Go from the first line below to the one with "close to each other" and print each line exactly.

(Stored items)
::::::

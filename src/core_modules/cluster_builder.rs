// THEORY:
// The `ClusterBuilder` is the spatial grouping layer. It takes the flat list of
// windows produced by the locator and groups windows that sit close to each other
// into clusters, so a caller can reason about coherent regions of vegetation
// rather than isolated samples.
//
// Key architectural principles:
// 1.  **Cheap Position Proxy**: A window's position is summarised by
//     `centroid(w) = (x / 2, y / 2)` with integer halving of the anchor. This is
//     NOT the geometric centre (`x + size / 2, y + size / 2`); it ignores the
//     window size and halves every distance. It is kept because existing
//     proximity thresholds (82 by default) were tuned against it, and switching
//     to a true centre would change every grouping.
// 2.  **Proximity Graph**: Two windows are connected when their centroids are at
//     most `proximity_threshold` apart. Clusters are built from this relation.
// 3.  **Two Strategies**:
//     - `Legacy` reproduces the historical single-link pass followed by a
//       redundancy sweep. It is order dependent: feeding the same windows in a
//       different order can split a chain that union-find would keep together.
//       This is a documented property, not a defect.
//     - `UnionFind` computes true connected components of the proximity graph.
//       The result is independent of input order.
//     Both strategies guarantee that every input window lands in exactly one
//     output cluster.
// 4.  **Stateless Utility**: Like the locator, the builder keeps nothing between
//     calls.

use crate::core_modules::window::Window;
use crate::error::{PatchError, Result};
use serde::{Deserialize, Serialize};

/// Default centroid distance below which two windows are considered connected.
pub const DEFAULT_PROXIMITY_THRESHOLD: f64 = 82.0;

/// Selects the grouping algorithm.
#[derive(Debug, Clone, Copy, PartialEq, Eq, Default, Serialize, Deserialize)]
pub enum ClusterStrategy {
    /// Historical greedy single-link pass plus redundancy resolution.
    #[default]
    Legacy,
    /// Order-independent connected components via a disjoint-set forest.
    UnionFind,
}

/// A group of spatially connected windows, in the order they were added.
#[derive(Debug, Clone, Default, PartialEq, Eq, Serialize, Deserialize)]
pub struct Cluster {
    pub windows: Vec<Window>,
}

impl Cluster {
    fn singleton(window: Window) -> Self {
        Self {
            windows: vec![window],
        }
    }

    pub fn len(&self) -> usize {
        self.windows.len()
    }

    pub fn is_empty(&self) -> bool {
        self.windows.is_empty()
    }

    pub fn contains(&self, window: &Window) -> bool {
        self.windows.contains(window)
    }

    pub fn iter(&self) -> impl Iterator<Item = &Window> {
        self.windows.iter()
    }
}

/// Position proxy used by the proximity rule. See the module notes.
pub fn centroid(window: &Window) -> (f64, f64) {
    ((window.x / 2) as f64, (window.y / 2) as f64)
}

/// Whether two centroids are within `threshold` of each other.
pub fn connected(a: (f64, f64), b: (f64, f64), threshold: f64) -> bool {
    let dx = a.0 - b.0;
    let dy = a.1 - b.1;
    (dx * dx + dy * dy).sqrt() <= threshold
}

pub mod cluster_builder {
    use super::*;

    /// Groups `windows` with the legacy strategy.
    pub fn cluster(windows: &[Window], proximity_threshold: f64) -> Result<Vec<Cluster>> {
        cluster_with(windows, proximity_threshold, ClusterStrategy::Legacy)
    }

    /// Groups `windows` with an explicit strategy.
    pub fn cluster_with(
        windows: &[Window],
        proximity_threshold: f64,
        strategy: ClusterStrategy,
    ) -> Result<Vec<Cluster>> {
        if !proximity_threshold.is_finite() || proximity_threshold < 0.0 {
            return Err(PatchError::parameter(
                "proximity_threshold",
                format!("must be a finite, non-negative distance, got {proximity_threshold}"),
            ));
        }

        let clusters = match strategy {
            ClusterStrategy::Legacy => legacy_clusters(windows, proximity_threshold),
            ClusterStrategy::UnionFind => union_find_clusters(windows, proximity_threshold),
        };
        log::debug!(
            "grouped {} windows into {} clusters ({:?})",
            windows.len(),
            clusters.len(),
            strategy
        );
        Ok(clusters)
    }

    fn legacy_clusters(windows: &[Window], threshold: f64) -> Vec<Cluster> {
        // --- 1. Greedy single-link growth ---
        // A window may be pulled into several clusters here; the sweep below
        // settles which one keeps it.
        let mut building: Vec<Cluster> = Vec::new();
        for (i, window) in windows.iter().enumerate() {
            if !building.iter().any(|c| c.contains(window)) {
                building.push(Cluster::singleton(*window));
            }

            let window_centroid = centroid(window);
            for neighbour in &windows[i + 1..] {
                if !connected(window_centroid, centroid(neighbour), threshold) {
                    continue;
                }
                if let Some(owner) = building
                    .iter_mut()
                    .find(|c| c.contains(window) && !c.contains(neighbour))
                {
                    owner.windows.push(*neighbour);
                }
            }
        }

        // --- 2. Redundancy resolution ---
        // The first cluster is final as built. Every later cluster loses the
        // windows already claimed by a cluster finalized before it.
        let mut finalized: Vec<Cluster> = Vec::with_capacity(building.len());
        for mut candidate in building {
            candidate
                .windows
                .retain(|w| !finalized.iter().any(|done| done.contains(w)));
            finalized.push(candidate);
        }
        finalized
    }

    fn union_find_clusters(windows: &[Window], threshold: f64) -> Vec<Cluster> {
        let centroids: Vec<(f64, f64)> = windows.iter().map(centroid).collect();
        let mut forest = DisjointSet::new(windows.len());

        for i in 0..windows.len() {
            for j in i + 1..windows.len() {
                if connected(centroids[i], centroids[j], threshold) {
                    forest.union(i, j);
                }
            }
        }

        // Clusters are ordered by their first member; members keep input order.
        let mut slot_of_root: Vec<Option<usize>> = vec![None; windows.len()];
        let mut clusters: Vec<Cluster> = Vec::new();
        for (i, window) in windows.iter().enumerate() {
            let root = forest.find(i);
            match slot_of_root[root] {
                Some(slot) => clusters[slot].windows.push(*window),
                None => {
                    slot_of_root[root] = Some(clusters.len());
                    clusters.push(Cluster::singleton(*window));
                }
            }
        }
        clusters
    }

    struct DisjointSet {
        parent: Vec<usize>,
        rank: Vec<u8>,
    }

    impl DisjointSet {
        fn new(len: usize) -> Self {
            Self {
                parent: (0..len).collect(),
                rank: vec![0; len],
            }
        }

        fn find(&mut self, mut node: usize) -> usize {
            while self.parent[node] != node {
                // Path halving.
                self.parent[node] = self.parent[self.parent[node]];
                node = self.parent[node];
            }
            node
        }

        fn union(&mut self, a: usize, b: usize) {
            let (ra, rb) = (self.find(a), self.find(b));
            if ra == rb {
                return;
            }
            match self.rank[ra].cmp(&self.rank[rb]) {
                std::cmp::Ordering::Less => self.parent[ra] = rb,
                std::cmp::Ordering::Greater => self.parent[rb] = ra,
                std::cmp::Ordering::Equal => {
                    self.parent[rb] = ra;
                    self.rank[ra] += 1;
                }
            }
        }
    }
}

#[cfg(test)]
mod tests {
    use super::cluster_builder::{cluster, cluster_with};
    use super::*;
    use std::collections::HashMap;

    fn w(x: u32, y: u32) -> Window {
        Window::new(x, y, 10)
    }

    fn assert_partition(windows: &[Window], clusters: &[Cluster]) {
        let mut seen: HashMap<Window, usize> = HashMap::new();
        for c in clusters {
            for window in c.iter() {
                *seen.entry(*window).or_default() += 1;
            }
        }
        for window in windows {
            assert_eq!(seen.get(window), Some(&1), "{window:?} is not in exactly one cluster");
        }
        assert_eq!(seen.len(), windows.len());
    }

    #[test]
    fn centroid_halves_the_anchor() {
        assert_eq!(centroid(&w(10, 10)), (5.0, 5.0));
        assert_eq!(centroid(&w(11, 7)), (5.0, 3.0));
        assert_eq!(centroid(&Window::new(11, 7, 500)), (5.0, 3.0));
    }

    #[test]
    fn nearby_anchors_share_a_cluster() {
        let windows = [w(0, 0), w(10, 10)];
        let clusters = cluster(&windows, DEFAULT_PROXIMITY_THRESHOLD).unwrap();
        assert_eq!(clusters.len(), 1);
        assert_eq!(clusters[0].windows, windows.to_vec());
    }

    #[test]
    fn threshold_is_inclusive() {
        // Centroids (0, 0) and (82, 0) are exactly 82 apart.
        let windows = [w(0, 0), w(164, 0)];
        assert_eq!(cluster(&windows, 82.0).unwrap().len(), 1);
        assert_eq!(cluster(&windows, 81.9).unwrap().len(), 2);
    }

    #[test]
    fn empty_input_yields_no_clusters() {
        assert!(cluster(&[], 82.0).unwrap().is_empty());
        assert!(cluster_with(&[], 82.0, ClusterStrategy::UnionFind).unwrap().is_empty());
    }

    #[test]
    fn invalid_threshold_is_rejected() {
        for bad in [-1.0, f64::NAN, f64::INFINITY] {
            let err = cluster(&[w(0, 0)], bad).unwrap_err();
            assert!(matches!(err, PatchError::InvalidParameter { .. }));
        }
    }

    #[test]
    fn legacy_grouping_is_order_dependent() {
        // Centroids at x = 0, 120 and 60: a and b are both close to c, but not
        // to each other.
        let a = w(0, 0);
        let b = w(240, 0);
        let c = w(120, 0);
        let windows = [a, b, c];

        let legacy = cluster(&windows, 82.0).unwrap();
        assert_eq!(legacy.len(), 2);
        assert_eq!(legacy[0].windows, vec![a, c]);
        assert_eq!(legacy[1].windows, vec![b]);
        assert_partition(&windows, &legacy);

        let components = cluster_with(&windows, 82.0, ClusterStrategy::UnionFind).unwrap();
        assert_eq!(components.len(), 1);
        assert_eq!(components[0].windows, vec![a, b, c]);
    }

    #[test]
    fn legacy_grows_chains_through_later_members() {
        // c joins a's cluster first, then pulls b in when its own turn comes.
        let a = w(0, 0);
        let c = w(0, 100);
        let b = w(0, 200);
        let d = w(400, 0);
        let windows = [a, c, b, d];

        let clusters = cluster(&windows, 82.0).unwrap();
        assert_partition(&windows, &clusters);
        assert_eq!(clusters.len(), 2);
        assert_eq!(clusters[0].windows, vec![a, c, b]);
        assert_eq!(clusters[1].windows, vec![d]);
    }

    #[test]
    fn both_strategies_partition_a_grid() {
        let windows: Vec<Window> = (0..6)
            .flat_map(|row| (0..8).map(move |col| w(col * 75 + (row % 2) * 30, row * 160)))
            .collect();

        for strategy in [ClusterStrategy::Legacy, ClusterStrategy::UnionFind] {
            let clusters = cluster_with(&windows, 82.0, strategy).unwrap();
            assert_partition(&windows, &clusters);
        }
    }

    #[test]
    fn union_find_ignores_input_order() {
        let mut windows = vec![w(0, 0), w(240, 0), w(120, 0), w(1000, 1000)];
        let forward = cluster_with(&windows, 82.0, ClusterStrategy::UnionFind).unwrap();
        windows.reverse();
        let backward = cluster_with(&windows, 82.0, ClusterStrategy::UnionFind).unwrap();

        let sizes = |cs: &[Cluster]| {
            let mut s: Vec<usize> = cs.iter().map(Cluster::len).collect();
            s.sort_unstable();
            s
        };
        assert_eq!(sizes(&forward), vec![1, 3]);
        assert_eq!(sizes(&forward), sizes(&backward));
    }
}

::::::

» **TASK ANSWER**
filename src/core_modules/cluster_builder.rs
// THEORY:
// The `ClusterBuilder` is the spatial grouping layer. It takes the flat list of
// windows produced by the locator and groups windows that sit close to each other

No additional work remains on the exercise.